Then a quiet, almost childlike voice in my head said,
Such pretty words for a demon-tainted blood-drinker. What would your granny say, Catie girl, about wasting the goddess’s blessings on us undeserving?
I froze. I knew that voice. And it said a great deal about my week that at this moment in time I wasn’t surprised to hear it. “Once, I thought I knew.” Opening my eyes, I raised my head. “But these days, she keeps me guessing.”
A grunting, almost laughing sound rolled out of a dark corner. I searched the shadows there.
“But then, she’s not the only one,” I added.
From behind a large metal cabinet a wiry black-clad form stepped into the soft blue light that flowed through the open door. The light barely reached his location, but it was enough to let me see the owner of the voice fully. For once, the face I saw before me was not a stranger’s. And that truly saddened me.

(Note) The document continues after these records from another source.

use std::io::{self, Write};

use anyhow::{Result, bail};
use tracing::info;

use crate::cli::ShowArgs;
use crate::commands::load_dashboard;
use crate::util::write_json_stdout;
use crate::view::{ChapterDetail, chapter_detail, find_chapter};

pub fn run(args: ShowArgs) -> Result<()> {
    let data = load_dashboard(&args.source)?;

    let Some(chapter) = find_chapter(&data.chapters, &args.id) else {
        bail!("no chapter with id {:?} in {}", args.id, args.source.data);
    };
    let detail = chapter_detail(chapter);

    info!(
        chapter = %detail.id,
        status = %detail.status.status,
        phase = detail.phase.as_str(),
        "chapter detail built"
    );

    if args.source.json {
        return write_json_stdout(&detail);
    }

    let mut output = io::BufWriter::new(io::stdout().lock());
    write_text_detail(&mut output, &detail)?;
    output.flush()?;
    Ok(())
}

fn write_text_detail<W: Write>(output: &mut W, detail: &ChapterDetail) -> Result<()> {
    writeln!(output, "{} ({})", detail.title, detail.chapter_label)?;
    writeln!(
        output,
        "Status: {} ({}/{})  phase: {}",
        detail.status.status,
        detail.status.completed,
        detail.status.total,
        detail.phase.as_str()
    )?;

    writeln!(output)?;
    writeln!(
        output,
        "Workflow progress {}/{}",
        detail.steps_done, detail.steps_total
    )?;
    for step in &detail.steps {
        let mark = if step.done { "x" } else { " " };
        writeln!(output, "  [{mark}] {:<16} {}", step.label, step.when)?;
    }

    writeln!(output)?;
    writeln!(
        output,
        "Editorial review {}/{}",
        detail.rounds_done, detail.rounds_target
    )?;
    for round in &detail.rounds {
        match &round.review_date {
            Some(date) => writeln!(output, "  Round {}  {} ({date})", round.number, round.label)?,
            None => writeln!(output, "  Round {}  {}", round.number, round.label)?,
        }
    }

    writeln!(output)?;
    writeln!(
        output,
        "QA score: {} ({})",
        detail.qa_score,
        detail.qa_class.as_str()
    )?;
    if !detail.tags.is_empty() {
        writeln!(output, "Tags: {}", detail.tags.join(", "))?;
    }
    if let Some(link) = &detail.doc_link {
        writeln!(output, "Document: {link}")?;
    }
    if let Some(note) = &detail.note {
        writeln!(output, "Note to editor: \"{note}\"")?;
    }
    for warning in &detail.warnings {
        writeln!(output, "Warning: {warning}")?;
    }
    Ok(())
}

#[cfg(test)]
mod tests {
    use std::sync::{Arc, Mutex};

    use super::*;
    use crate::cli::SourceArgs;
    use crate::model::Chapter;

    #[derive(Clone, Default)]
    struct SharedLog(Arc<Mutex<Vec<u8>>>);

    impl Write for SharedLog {
        fn write(&mut self, buf: &[u8]) -> io::Result<usize> {
            self.0.lock().expect("log buffer").extend_from_slice(buf);
            Ok(buf.len())
        }

        fn flush(&mut self) -> io::Result<()> {
            Ok(())
        }
    }

    #[test]
    fn detail_text_covers_steps_rounds_and_warnings() {
        let chapter: Chapter = serde_json::from_str(
            r#"
            {
              "id": "ch-2", "title": "Steam", "part": "Part I", "number": 2, "qaScore": 68,
              "docLink": "https://docs.example.org/steam",
              "workflow": {
                "writing": { "done": true, "date": "2026-01-02" },
                "automatedQA": { "done": true, "date": "2026-01-03", "usedLoop": true },
                "automatedFixes": { "done": false },
                "manualQA": { "done": false },
                "editorial": { "rounds": [], "targetRounds": 2 },
                "completed": true
              }
            }
            "#,
        )
        .expect("fixture should deserialize");

        let mut buf = Vec::new();
        write_text_detail(&mut buf, &chapter_detail(&chapter)).expect("render to memory");
        let text = String::from_utf8(buf).expect("utf-8 output");

        assert!(text.starts_with("Steam (Chapter 2)\n"));
        assert!(text.contains("Status: automatedFixes (2/5)  phase: complete"));
        assert!(text.contains("Workflow progress 2/4"));
        assert!(text.contains("[x] Writing          Jan 2"));
        assert!(text.contains("[ ] Manual QA        Pending"));
        assert!(text.contains("Editorial review 0/2"));
        assert!(text.contains("Round 2  Pending"));
        assert!(text.contains("QA score: 68 (low)"));
        assert!(text.contains("Tags: QA Loop"));
        assert!(text.contains("Document: https://docs.example.org/steam"));
        assert!(text.contains("Warning: marked completed but automatedFixes is not done"));
    }

    #[test]
    fn show_logs_each_inconsistency_once() {
        let mut file = tempfile::NamedTempFile::new().expect("temp file");
        write!(
            file,
            r#"{{ "meta": {{}}, "chapters": [{{ "id": "ch-2", "title": "Steam",
                "workflow": {{ "writing": {{ "done": true }}, "completed": true }} }}] }}"#
        )
        .expect("write fixture");

        let log = SharedLog::default();
        let writer = log.clone();
        let subscriber = tracing_subscriber::fmt()
            .with_writer(move || writer.clone())
            .with_ansi(false)
            .finish();

        tracing::subscriber::with_default(subscriber, || {
            run(ShowArgs {
                source: SourceArgs {
                    data: file.path().display().to_string(),
                    json: true,
                },
                id: "ch-2".to_string(),
            })
        })
        .expect("show should succeed");

        let text = String::from_utf8(log.0.lock().expect("log buffer").clone()).expect("utf-8 log");
        assert_eq!(text.matches("marked completed but").count(), 1);
    }
}
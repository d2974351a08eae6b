use std::fmt;
use std::fs;
use std::path::PathBuf;
use std::time::Duration;

use anyhow::{Context, Result, bail};
use tracing::info;

use crate::model::DashboardData;

/// Where the dashboard document comes from.
#[derive(Clone, Debug, Eq, PartialEq)]
pub enum DataSource {
    File(PathBuf),
    Url(String),
}

impl DataSource {
    pub fn parse(raw: &str) -> Self {
        let trimmed = raw.trim();
        if trimmed.starts_with("http://") || trimmed.starts_with("https://") {
            Self::Url(trimmed.to_string())
        } else {
            Self::File(PathBuf::from(trimmed))
        }
    }
}

impl fmt::Display for DataSource {
    fn fmt(&self, f: &mut fmt::Formatter<'_>) -> fmt::Result {
        match self {
            Self::File(path) => write!(f, "{}", path.display()),
            Self::Url(url) => f.write_str(url),
        }
    }
}

/// Marks an error chain as a failed load so `main` can print the no-data notice.
#[derive(Debug)]
pub struct LoadFailure {
    pub source: String,
}

impl fmt::Display for LoadFailure {
    fn fmt(&self, f: &mut fmt::Formatter<'_>) -> fmt::Result {
        write!(f, "failed to load dashboard data from {}", self.source)
    }
}

/// Fetches and parses the whole document in one attempt. Nothing is retried
/// and no partial document is ever returned.
pub fn load(source: &DataSource) -> Result<DashboardData> {
    let raw = match source {
        DataSource::File(path) => {
            fs::read(path).with_context(|| format!("failed to read {}", path.display()))
        }
        DataSource::Url(url) => fetch(url),
    };

    let data = raw
        .and_then(|bytes| {
            serde_json::from_slice::<DashboardData>(&bytes)
                .with_context(|| format!("failed to parse {source}"))
        })
        .with_context(|| LoadFailure {
            source: source.to_string(),
        })?;

    info!(source = %source, chapters = data.chapters.len(), "loaded dashboard data");
    Ok(data)
}

fn fetch(url: &str) -> Result<Vec<u8>> {
    let client = reqwest::blocking::Client::builder()
        .timeout(None::<Duration>)
        .build()
        .context("failed to build http client")?;

    let response = client
        .get(url)
        .send()
        .with_context(|| format!("request to {url} failed"))?;

    let status = response.status();
    if !status.is_success() {
        bail!("{url} answered with status {status}");
    }

    let body = response
        .bytes()
        .with_context(|| format!("failed to read response body from {url}"))?;
    Ok(body.to_vec())
}
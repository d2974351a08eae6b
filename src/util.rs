use std::io::{self, Write};

use anyhow::{Context, Result};
use chrono::{DateTime, NaiveDate, NaiveDateTime};
use serde::Serialize;

pub const EMPTY_CELL: &str = "—";

fn parse_date(raw: &str) -> Option<NaiveDate> {
    if let Ok(ts) = DateTime::parse_from_rfc3339(raw) {
        return Some(ts.date_naive());
    }
    if let Ok(ts) = NaiveDateTime::parse_from_str(raw, "%Y-%m-%dT%H:%M:%S") {
        return Some(ts.date());
    }
    NaiveDate::parse_from_str(raw, "%Y-%m-%d").ok()
}

fn format_date_with(raw: Option<&str>, pattern: &str) -> String {
    match raw.map(str::trim).filter(|value| !value.is_empty()) {
        None => EMPTY_CELL.to_string(),
        Some(value) => parse_date(value)
            .map(|date| date.format(pattern).to_string())
            .unwrap_or_else(|| value.to_string()),
    }
}

/// `Jan 5`
pub fn format_short_date(raw: Option<&str>) -> String {
    format_date_with(raw, "%b %-d")
}

/// `Jan 5, 2026`
pub fn format_long_date(raw: Option<&str>) -> String {
    format_date_with(raw, "%b %-d, %Y")
}

/// `value / total` as a whole percentage, 0 when there is nothing to divide by.
pub fn percent_of(value: usize, total: usize) -> u32 {
    if total == 0 {
        return 0;
    }
    ((value as f64 / total as f64) * 100.0).round() as u32
}

pub fn rounded_average(sum: u64, count: usize) -> u32 {
    if count == 0 {
        return 0;
    }
    (sum as f64 / count as f64).round() as u32
}

/// Scores are whole numbers in practice; keep the fraction only when present.
pub fn format_score(score: f64) -> String {
    if score.fract() == 0.0 {
        format!("{score:.0}")
    } else {
        format!("{score:.1}")
    }
}

pub fn write_json_stdout<T: Serialize>(value: &T) -> Result<()> {
    let mut output = io::BufWriter::new(io::stdout().lock());
    serde_json::to_writer_pretty(&mut output, value).context("failed to serialize json output")?;
    writeln!(output)?;
    output.flush()?;
    Ok(())
}

#[cfg(test)]
mod tests {
    use super::*;

    #[test]
    fn short_and_long_dates_accept_plain_and_rfc3339_inputs() {
        assert_eq!(format_short_date(Some("2026-01-05")), "Jan 5");
        assert_eq!(format_short_date(Some("2026-03-14T18:00:00Z")), "Mar 14");
        assert_eq!(format_long_date(Some("2026-01-12T09:30:00+02:00")), "Jan 12, 2026");
        assert_eq!(format_long_date(Some("2026-11-30T23:59:59")), "Nov 30, 2026");
    }

    #[test]
    fn missing_or_unparseable_dates_fall_back() {
        assert_eq!(format_short_date(None), EMPTY_CELL);
        assert_eq!(format_short_date(Some("  ")), EMPTY_CELL);
        assert_eq!(format_long_date(Some("last week")), "last week");
    }

    #[test]
    fn percentages_round_and_tolerate_empty_totals() {
        assert_eq!(percent_of(0, 0), 0);
        assert_eq!(percent_of(1, 2), 50);
        assert_eq!(percent_of(2, 3), 67);
        assert_eq!(percent_of(1, 8), 13);
        assert_eq!(rounded_average(150, 0), 0);
        assert_eq!(rounded_average(250, 3), 83);
    }

    #[test]
    fn scores_drop_trailing_zero_fraction() {
        assert_eq!(format_score(92.0), "92");
        assert_eq!(format_score(87.5), "87.5");
    }
}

There, sporting the largest, happiest, fangiest smile I’d ever seen, stood Bon, my favorite of Serena’s guards. His blond-brown hair, as shaggy as ever, stuck up around his head, and his clothes were wet, making his body appear even smaller. Cheeks sunken, face and wrist bones pronounced, he looked as if he hadn’t eaten in weeks. Yet I’d seen him healthy and whole only two nights before.
That was an illusion,
my demon-half whispered, watching through my eyes from behind her prison bars.
This is the truth.
I couldn’t help but agree. Like a clown, Bon’s mouth was smeared with blood. My eyes flickered from his face to the body that lay between us and back again in understanding. Roskov’s body hadn’t been autopsied.
It had been butchered.
My mind went numb. Then anger hazed my sight. I barely restrained the urge to shout. “Why?” I hissed. “Why would you do this?” I waved my hand at the large chunks of missing flesh.
The metal table and its mutilated corpse hid my nudity from waist down but left my wobbling breasts visible. Not that the cannibalistic Bon noticed. The moment of attention he’d shown Cassie Wednesday night had been a truly rare occurrence. His happy, carefree expression never changed, but deep within his dead eyes I thought I saw a flicker of regret. Regret would save neither of us, but I was glad for it. Had there been anything else in his gaze, I would have unleashed my magic, possibly killing him but certainly trapping myself as the sensors set off the alarms.
Bon had been Serena’s friend and trusted guard for years. Her hurt at his betrayal would be profound. The thought made my blood boil, and I had to clamp down on my fire, which was hungry to avenge her sorrow.
Ignoring my question, Bon, who was a mute, smiled and said sweetly in my head,
Don’t worry, Catie-girl. I’m not here to kill you.
He casually moved toward Roskov’s feet, his hands moving along the drawers lining the wall then, the steel rolling trays, touching their strange and sharp instruments as he passed.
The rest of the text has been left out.